A Bahreïn, la contestation antirégime n'arrête pas les Formules 1
Alors que les manifestations contre le pouvoir sont quotidiennes, le Grand Prix de dimanche est maintenu. Les intérêts économiques semblent avoir balayé toute considération politique ou de sécurité.
Le Grand Prix de Formule 1 de Bahreïn doit normalement se courir dimanche 22 avril. Normalement, car dans le pays, la contestation gronde contre le pouvoir. Les chiites, majoritaires, ont manqué l'an dernier le train du printemps arabe pour faire accepter au roi, sunnite, des réformes de fond mais ne lâchent pas prise. Le week-end du 22, les caméras du monde entier seront braquées sur la monarchie, où devraient vrombir les moteurs des bolides de F1. Tenants du régime comme opposants pourraient essayer d'en profiter.
Le Grand Prix comme arme de propagande
Sur tout le matériel publicitaire lié à la course, le gouvernement la joue "union nationale" avec le slogan "UniF1ed, one nation in celebration". Autrement dit, les dirigeants de la Formule 1 ont laissé le pouvoir bahreïnien utiliser leur sport pour clamer au monde entier que les troubles n'étaient qu'un lointain souvenir. Ajoutez à cela que le fils du roi est le promoteur de la course : faut-il s'étonner alors si les protestataires utilisent précisément l'évènement pour se faire entendre ?
D'après la BBC (reportage en anglais), chaque soir, des centaines de Bahreïniens descendent dans la rue pour protester contre le gouvernement et réclamer des réformes démocratiques, malgré les dizaines d'arrestations préventives opérées par la police en prévision de la course. A la fin de ces manifestations, désormais, des jeunes, soucieux d'en découdre avec les forces de l'ordre, lancent des cocktails Molotov et sont dispersés à coups de gaz lacrymogènes, jusqu'au lendemain.
Une affaire de gros sous
Bernie Ecclestone, le grand argentier de la F1, qui touchera 40 millions de dollars (30,5 millions d'euros) de "redevance" pour la saison, a affirmé qu'il n'y avait cependant aucun danger à maintenir le Grand Prix. Cité par fan-F1.com, il résume ces troubles à "des problèmes entre des enfants et la police". Ce qui lui vaut cette caricature cinglante où on le voit, un billet en guise de bouchon d'oreilles, sourd aux cris du peuple. Des photos à son effigie ont été également été brûlées dans les rues de la capitale, Manama.
La décision de maintenir la course a été l'illustration d'une certaine lâcheté des instances de la F1. Dans cette discipline, rien n'est simple : ce sont les écuries qui ont le pouvoir de décider si la course doit avoir lieu ou pas, mais elles ont préféré se ranger à l'avis de la Fédération internationale automobile (FIA), qui s'est elle-même rangée à l'avis de Bernie Ecclestone, qui s'est rangé à l'avis d'une commission indépendante qui a estimé que pilotes et écuries ne risquaient rien. Des conclusions critiquées par Amnesty International.
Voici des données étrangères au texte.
//! Short human-readable findings over the per-user rollups, plus a
//! prioritized alert feed for the dashboard.

use std::cmp::Reverse;

use chrono::{Duration, NaiveDateTime};
use serde::Serialize;

use crate::analytics::workload::weekly_completions;
use crate::analytics::WorkloadBalance;
use crate::metrics::UserStats;
use crate::task::NormalizedTask;

/// Long-running tasks a user may carry before being called out.
const LONG_TASKS_WARNING: usize = 2;
/// Overtime minutes before a user is called out in insights.
const OVERTIME_INSIGHT_MINUTES: i64 = 120;
const QUICK_TASKS_MASTER: usize = 5;
const TEAM_AVERAGE_TARGET: f64 = 5.0;

/// Overtime minutes before a user raises an alert.
const OVERTIME_ALERT_MINUTES: i64 = 240;
/// Alert detail lists are cut to this many entries.
const ALERT_DETAIL_LIMIT: usize = 3;
const STALE_IN_PROGRESS_DAYS: i64 = 2;
const PRODUCTIVITY_DROP_RATIO: f64 = 0.7;

#[derive(Debug, Clone, Copy, PartialEq, Eq, Serialize)]
#[serde(rename_all = "snake_case")]
pub enum InsightKind {
    Success,
    Warning,
}

#[derive(Debug, Clone, PartialEq, Serialize)]
pub struct Insight {
    #[serde(rename = "type")]
    pub kind: InsightKind,
    pub title: String,
    pub description: String,
}

impl Insight {
    fn success(title: &str, description: String) -> Self {
        Self {
            kind: InsightKind::Success,
            title: title.to_string(),
            description,
        }
    }

    fn warning(title: &str, description: String) -> Self {
        Self {
            kind: InsightKind::Warning,
            title: title.to_string(),
            description,
        }
    }
}

fn names(users: &[&UserStats]) -> String {
    users
        .iter()
        .map(|u| u.assignee.as_str())
        .collect::<Vec<_>>()
        .join(", ")
}

/// Generate insights in a fixed rule order. Every rule is evaluated
/// independently; nothing is generated when no user has completed work.
///
/// `_tasks` is the task set the rollups were built from. Every rule reads
/// only the rollups, so the output depends on `user_stats` alone.
pub fn generate_insights(user_stats: &[UserStats], _tasks: &[NormalizedTask]) -> Vec<Insight> {
    let mut insights = Vec::new();

    let active: Vec<&UserStats> = user_stats
        .iter()
        .filter(|u| u.completed_tasks > 0)
        .collect();
    let Some(first) = active.first() else {
        return insights;
    };

    // Ties go to the first user in rollup order.
    let leader = active.iter().copied().fold(*first, |best, u| {
        if u.completed_tasks > best.completed_tasks {
            u
        } else {
            best
        }
    });
    insights.push(Insight::success(
        "Productivity leader",
        format!(
            "{} completed {} tasks",
            leader.assignee, leader.completed_tasks
        ),
    ));

    let timed: Vec<&UserStats> = active
        .iter()
        .copied()
        .filter(|u| u.average_task_minutes > 0.0)
        .collect();
    if let Some(first_timed) = timed.first() {
        let fastest = timed.iter().copied().fold(*first_timed, |best, u| {
            if u.average_task_minutes < best.average_task_minutes {
                u
            } else {
                best
            }
        });
        insights.push(Insight::success(
            "Most efficient",
            format!(
                "{} averages {} min per task",
                fastest.assignee,
                fastest.average_task_minutes.round()
            ),
        ));
    }

    let long_heavy: Vec<&UserStats> = user_stats
        .iter()
        .filter(|u| u.long_running_tasks.len() >= LONG_TASKS_WARNING)
        .collect();
    if !long_heavy.is_empty() {
        insights.push(Insight::warning(
            "Many long tasks",
            format!(
                "{} users have {}+ long tasks: {}",
                long_heavy.len(),
                LONG_TASKS_WARNING,
                names(&long_heavy)
            ),
        ));
    }

    let overtime: Vec<&UserStats> = user_stats
        .iter()
        .filter(|u| u.total_overtime_minutes > OVERTIME_INSIGHT_MINUTES)
        .collect();
    if !overtime.is_empty() {
        insights.push(Insight::warning(
            "Frequent overtime",
            format!(
                "{} users work overtime: {}",
                overtime.len(),
                names(&overtime)
            ),
        ));
    }

    let quick: Vec<&UserStats> = user_stats
        .iter()
        .filter(|u| u.quick_tasks.len() >= QUICK_TASKS_MASTER)
        .collect();
    if let Some(first_quick) = quick.first() {
        let top = quick.iter().copied().fold(*first_quick, |best, u| {
            if u.quick_tasks.len() > best.quick_tasks.len() {
                u
            } else {
                best
            }
        });
        insights.push(Insight::success(
            "Quick task master",
            format!(
                "{} finished {} quick tasks",
                top.assignee,
                top.quick_tasks.len()
            ),
        ));
    }

    let completed: usize = active.iter().map(|u| u.completed_tasks).sum();
    let per_user = completed as f64 / active.len() as f64;
    if per_user >= TEAM_AVERAGE_TARGET {
        insights.push(Insight::success(
            "High team productivity",
            format!("{} tasks per user on average", per_user.round()),
        ));
    }

    log::debug!("Generated {} insights", insights.len());
    insights
}

#[derive(Debug, Clone, Copy, PartialEq, Eq, PartialOrd, Ord, Serialize)]
#[serde(rename_all = "snake_case")]
pub enum Severity {
    Info,
    Warning,
    Critical,
}

impl Severity {
    pub fn as_str(&self) -> &'static str {
        match self {
            Severity::Info => "info",
            Severity::Warning => "warning",
            Severity::Critical => "critical",
        }
    }
}

/// A dashboard notification. `id` is stable so callers can dismiss it.
#[derive(Debug, Clone, PartialEq, Serialize)]
pub struct Alert {
    pub id: String,
    pub severity: Severity,
    pub title: String,
    pub message: String,
    pub details: Vec<String>,
    pub action: String,
    pub priority: u8,
}

fn task_label(task: &NormalizedTask) -> String {
    format!("#{} - {}", task.id(), task.raw.title)
}

/// Build the alert feed, highest priority first.
pub fn generate_alerts(
    user_stats: &[UserStats],
    tasks: &[NormalizedTask],
    balance: &WorkloadBalance,
    zombies: &[NormalizedTask],
    now: NaiveDateTime,
) -> Vec<Alert> {
    let mut alerts = Vec::new();
    let today = now.date();

    if !zombies.is_empty() {
        alerts.push(Alert {
            id: "zombie-tasks".to_string(),
            severity: Severity::Critical,
            title: "Zombie tasks".to_string(),
            message: format!("{} tasks have not moved in over 7 days", zombies.len()),
            details: zombies
                .iter()
                .take(ALERT_DETAIL_LIMIT)
                .map(task_label)
                .collect(),
            action: "Reassign or close".to_string(),
            priority: 10,
        });
    }

    if !balance.overloaded.is_empty() {
        alerts.push(Alert {
            id: "overloaded-users".to_string(),
            severity: Severity::Warning,
            title: "Team overload".to_string(),
            message: format!("{} members are overloaded", balance.overloaded.len()),
            details: balance
                .overloaded
                .iter()
                .map(|e| format!("{}: {} active tasks", e.username, e.active_tasks))
                .collect(),
            action: "Redistribute work".to_string(),
            priority: 8,
        });
    }

    let stale_cutoff = now - Duration::days(STALE_IN_PROGRESS_DAYS);
    let stale: Vec<&NormalizedTask> = tasks
        .iter()
        .filter(|t| !t.raw.has_end())
        .filter(|t| t.raw.parsed_start(today).is_some_and(|s| s < stale_cutoff))
        .collect();
    if !stale.is_empty() {
        alerts.push(Alert {
            id: "long-running-tasks".to_string(),
            severity: Severity::Warning,
            title: "Long-running work".to_string(),
            message: format!(
                "{} tasks in progress for more than {} days",
                stale.len(),
                STALE_IN_PROGRESS_DAYS
            ),
            details: stale
                .iter()
                .take(ALERT_DETAIL_LIMIT)
                .map(|t| {
                    let who = if t.raw.has_assignee() {
                        t.assignee()
                    } else {
                        "unassigned"
                    };
                    format!("#{} - {}", t.id(), who)
                })
                .collect(),
            action: "Check progress".to_string(),
            priority: 6,
        });
    }

    let unassigned: Vec<&NormalizedTask> = tasks.iter().filter(|t| !t.raw.has_assignee()).collect();
    if !unassigned.is_empty() {
        alerts.push(Alert {
            id: "unassigned-tasks".to_string(),
            severity: Severity::Info,
            title: "Unassigned tasks".to_string(),
            message: format!("{} tasks have no assignee", unassigned.len()),
            details: unassigned
                .iter()
                .take(ALERT_DETAIL_LIMIT)
                .map(|t| task_label(t))
                .collect(),
            action: "Assign owners".to_string(),
            priority: 5,
        });
    }

    let (this_week, last_week) = weekly_completions(tasks, now);
    if last_week > 0 && (this_week as f64) < last_week as f64 * PRODUCTIVITY_DROP_RATIO {
        let drop = (1.0 - this_week as f64 / last_week as f64) * 100.0;
        alerts.push(Alert {
            id: "productivity-drop".to_string(),
            severity: Severity::Warning,
            title: "Productivity drop".to_string(),
            message: format!("Completed {this_week} tasks against {last_week} last week"),
            details: vec![format!("Down {}%", drop.round())],
            action: "Look into the cause".to_string(),
            priority: 7,
        });
    }

    let idle: Vec<&UserStats> = user_stats
        .iter()
        .filter(|u| u.current_tasks.is_empty() && u.completed_tasks > 0)
        .collect();
    if !idle.is_empty() {
        alerts.push(Alert {
            id: "inactive-users".to_string(),
            severity: Severity::Info,
            title: "Members without active tasks".to_string(),
            message: format!("{} members have nothing in progress", idle.len()),
            details: idle
                .iter()
                .take(ALERT_DETAIL_LIMIT)
                .map(|u| u.assignee.clone())
                .collect(),
            action: "Hand out new work".to_string(),
            priority: 3,
        });
    }

    let overtime: Vec<&UserStats> = user_stats
        .iter()
        .filter(|u| u.total_overtime_minutes > OVERTIME_ALERT_MINUTES)
        .collect();
    if !overtime.is_empty() {
        alerts.push(Alert {
            id: "overtime-alert".to_string(),
            severity: Severity::Warning,
            title: "Working hours exceeded".to_string(),
            message: format!("{} members are working overtime", overtime.len()),
            details: overtime
                .iter()
                .map(|u| {
                    let hours = (u.total_overtime_minutes as f64 / 60.0).round();
                    format!("{}: {}h overtime", u.assignee, hours)
                })
                .collect(),
            action: "Reduce load".to_string(),
            priority: 9,
        });
    }

    alerts.sort_by_key(|a| Reverse(a.priority));
    log::debug!("Generated {} alerts", alerts.len());
    alerts
}

/// Drop alerts the caller has dismissed.
pub fn without_dismissed(alerts: Vec<Alert>, dismissed: &[String]) -> Vec<Alert> {
    alerts
        .into_iter()
        .filter(|a| !dismissed.iter().any(|d| d == &a.id))
        .collect()
}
Cas de conscience étouffés dans le paddock
"La décision de maintenir la course dimanche n'a rien à voir avec le sport mais n'est justifiée que pour des raisons économiques", dénonce le quotidien britannique The Guardian (article en anglais). La non-tenue de l'épreuve en 2011, en raison déjà des troubles politiques, avait coûté 72 millions d'euros aux acteurs de la F1. Une seconde annulation aurait remis en cause la présence du Grand Prix de Bahreïn dans la saison.
Officiellement, les écuries et les pilotes se plient à la décision de la FIA. En off, c'est moins évident, comme l'avoue ce dirigeant d'écurie qui confie au Guardian : "Franchement, la seule solution pour que ça se passe bien, c'est que la course soit entièrement sous protection militaire. Mais ce ne serait pas acceptable, pour la F1 comme pour Bahreïn." Ceux qui ne veulent pas suivre, comme cette salariée chargée de la restauration dans l'écurie Williams qui a refusé de faire le voyage, ont été licenciés.
Une question de prestige pour le régime
La nouvelle du maintien du Grand Prix a été accueillie avec soulagement par les autorités bahreïniennes. L'an dernier, la FIA n'avait pas exigé l'annulation de la course. Ce fut le gouvernement bahreïnien qui annula le Grand Prix, pour sa propre sécurité alors que la révolte battait son plein.
Aujourd'hui, Manama ne cache pas sa volonté de vendre plus de billets qu'il y a deux ans. Pour le patron de la course, Zayed Alzayani, interrogé par le site spécialisé ESPN F1, les contestataires, "c'est un petit nombre de gens et ceux qui manifestent n'ont jamais dit qu'ils menaceraient ou qu'ils anéantiraient la course. (...) Il y a autant de risque d'attentat qu'aux Jeux olympiques de Londres."